● EXERCISE DETAILS: Provide the number of lines below containing the word "level", without any other words.

● DATASET CONTENT:
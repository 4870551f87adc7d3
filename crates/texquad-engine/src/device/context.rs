use anyhow::{Context, Result};
use wgpu::SurfaceError;
use winit::dpi::PhysicalSize;
use winit::window::Window;

use super::{GpuFrame, GpuInit, SurfaceErrorAction};
use super::surface;

/// Owns wgpu core objects and the surface configuration.
///
/// This type is the low-level rendering context:
/// - creates and stores Instance/Adapter/Device/Queue
/// - creates and configures the Surface (swapchain) and its MSAA target
/// - acquires frames and provides an encoder + views for rendering
pub struct Gpu<'w> {
    /// wgpu instance used to create the adapter and surface.
    _instance: wgpu::Instance,

    /// Surface bound to the window.
    surface: wgpu::Surface<'w>,

    /// Selected adapter.
    _adapter: wgpu::Adapter,

    /// Logical device.
    device: wgpu::Device,

    /// Command queue.
    queue: wgpu::Queue,

    /// Active surface configuration.
    config: wgpu::SurfaceConfiguration,

    /// Current drawable size in physical pixels.
    size: PhysicalSize<u32>,

    /// Effective MSAA sample count (1 = disabled).
    sample_count: u32,

    /// Multisampled color target sized like the surface.
    msaa_texture: Option<wgpu::Texture>,
}

impl<'w> Gpu<'w> {
    /// Creates a GPU context bound to a window.
    ///
    /// Adapter/device acquisition is asynchronous under wgpu.
    pub async fn new(window: &'w Window, init: GpuInit) -> Result<Self> {
        let size = window.inner_size();
        anyhow::ensure!(size.width > 0 && size.height > 0, "window has zero size");

        let GpuInit {
            prefer_srgb,
            present_mode,
            alpha_mode,
            required_features,
            required_limits,
            desired_maximum_frame_latency,
            sample_count,
        } = init;

        let instance = wgpu::Instance::new(&wgpu::InstanceDescriptor {
            backends: wgpu::Backends::all(),
            ..Default::default()
        });

        let surface = instance
            .create_surface(window)
            .context("failed to create wgpu surface")?;

        let adapter = instance
            .request_adapter(&wgpu::RequestAdapterOptions {
                power_preference: wgpu::PowerPreference::HighPerformance,
                compatible_surface: Some(&surface),
                force_fallback_adapter: false,
            })
            .await
            .context("failed to find a suitable GPU adapter")?;

        let info = adapter.get_info();
        log::info!("using adapter `{}` ({:?})", info.name, info.backend);

        let (device, queue) = adapter
            .request_device(&wgpu::DeviceDescriptor {
                label: Some("texquad device"),
                required_features,
                required_limits,
                experimental_features: wgpu::ExperimentalFeatures::disabled(),
                memory_hints: wgpu::MemoryHints::Performance,
                trace: wgpu::Trace::Off,
            })
            .await
            .context("failed to create wgpu device/queue")?;

        let surface_caps = surface.get_capabilities(&adapter);
        let format = surface::choose_surface_format(&surface_caps, prefer_srgb)
            .context("no supported surface formats")?;

        let alpha_mode = surface::choose_alpha_mode(&surface_caps, alpha_mode);

        let format_flags = adapter.get_texture_format_features(format).flags;
        let sample_count = surface::choose_sample_count(format_flags, sample_count);

        let config = wgpu::SurfaceConfiguration {
            usage: wgpu::TextureUsages::RENDER_ATTACHMENT,
            format,
            width: size.width.max(1),
            height: size.height.max(1),
            present_mode,
            alpha_mode,
            view_formats: vec![],
            desired_maximum_frame_latency,
        };

        surface.configure(&device, &config);
        let msaa_texture = surface::create_msaa_texture(&device, &config, sample_count);

        log::debug!(
            "surface configured: {}x{} {format:?}, {sample_count}x MSAA",
            config.width,
            config.height
        );

        Ok(Self {
            _instance: instance,
            surface,
            _adapter: adapter,
            device,
            queue,
            config,
            size,
            sample_count,
            msaa_texture,
        })
    }

    /// Returns the active surface format.
    pub fn surface_format(&self) -> wgpu::TextureFormat {
        self.config.format
    }

    /// Returns the effective MSAA sample count.
    pub fn sample_count(&self) -> u32 {
        self.sample_count
    }

    /// Returns the current drawable size (physical pixels).
    pub fn size(&self) -> PhysicalSize<u32> {
        self.size
    }

    /// Returns a reference to the logical device.
    pub fn device(&self) -> &wgpu::Device {
        &self.device
    }

    /// Returns a reference to the command queue.
    pub fn queue(&self) -> &wgpu::Queue {
        &self.queue
    }

    /// Reconfigures the surface (and the MSAA target) after a resize.
    pub fn resize(&mut self, new_size: PhysicalSize<u32>) {
        let reconfigured = surface::apply_resize(
            &self.surface,
            &self.device,
            &mut self.config,
            &mut self.size,
            new_size,
        );

        if reconfigured {
            self.msaa_texture =
                surface::create_msaa_texture(&self.device, &self.config, self.sample_count);
        }
    }

    /// Acquires the next surface texture and creates an encoder.
    pub fn begin_frame(&self) -> std::result::Result<GpuFrame, SurfaceError> {
        let surface_texture = self.surface.get_current_texture()?;
        let view = surface_texture
            .texture
            .create_view(&wgpu::TextureViewDescriptor::default());

        let encoder = self
            .device
            .create_command_encoder(&wgpu::CommandEncoderDescriptor {
                label: Some("texquad frame encoder"),
            });

        Ok(GpuFrame {
            surface_texture,
            view,
            msaa_view: self
                .msaa_texture
                .as_ref()
                .map(|t| t.create_view(&wgpu::TextureViewDescriptor::default())),
            encoder,
        })
    }

    /// Submits the recorded commands for the given frame and presents it.
    pub fn submit(&self, frame: GpuFrame) {
        self.queue.submit(std::iter::once(frame.encoder.finish()));
        drop(frame.view);
        drop(frame.msaa_view);
        frame.surface_texture.present();
    }

    /// Converts a `SurfaceError` into a higher-level action.
    pub fn handle_surface_error(&mut self, err: SurfaceError) -> SurfaceErrorAction {
        surface::map_surface_error(&self.surface, &self.device, &self.config, self.size, err)
    }
}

● ANSWER FOR THE TASK: 2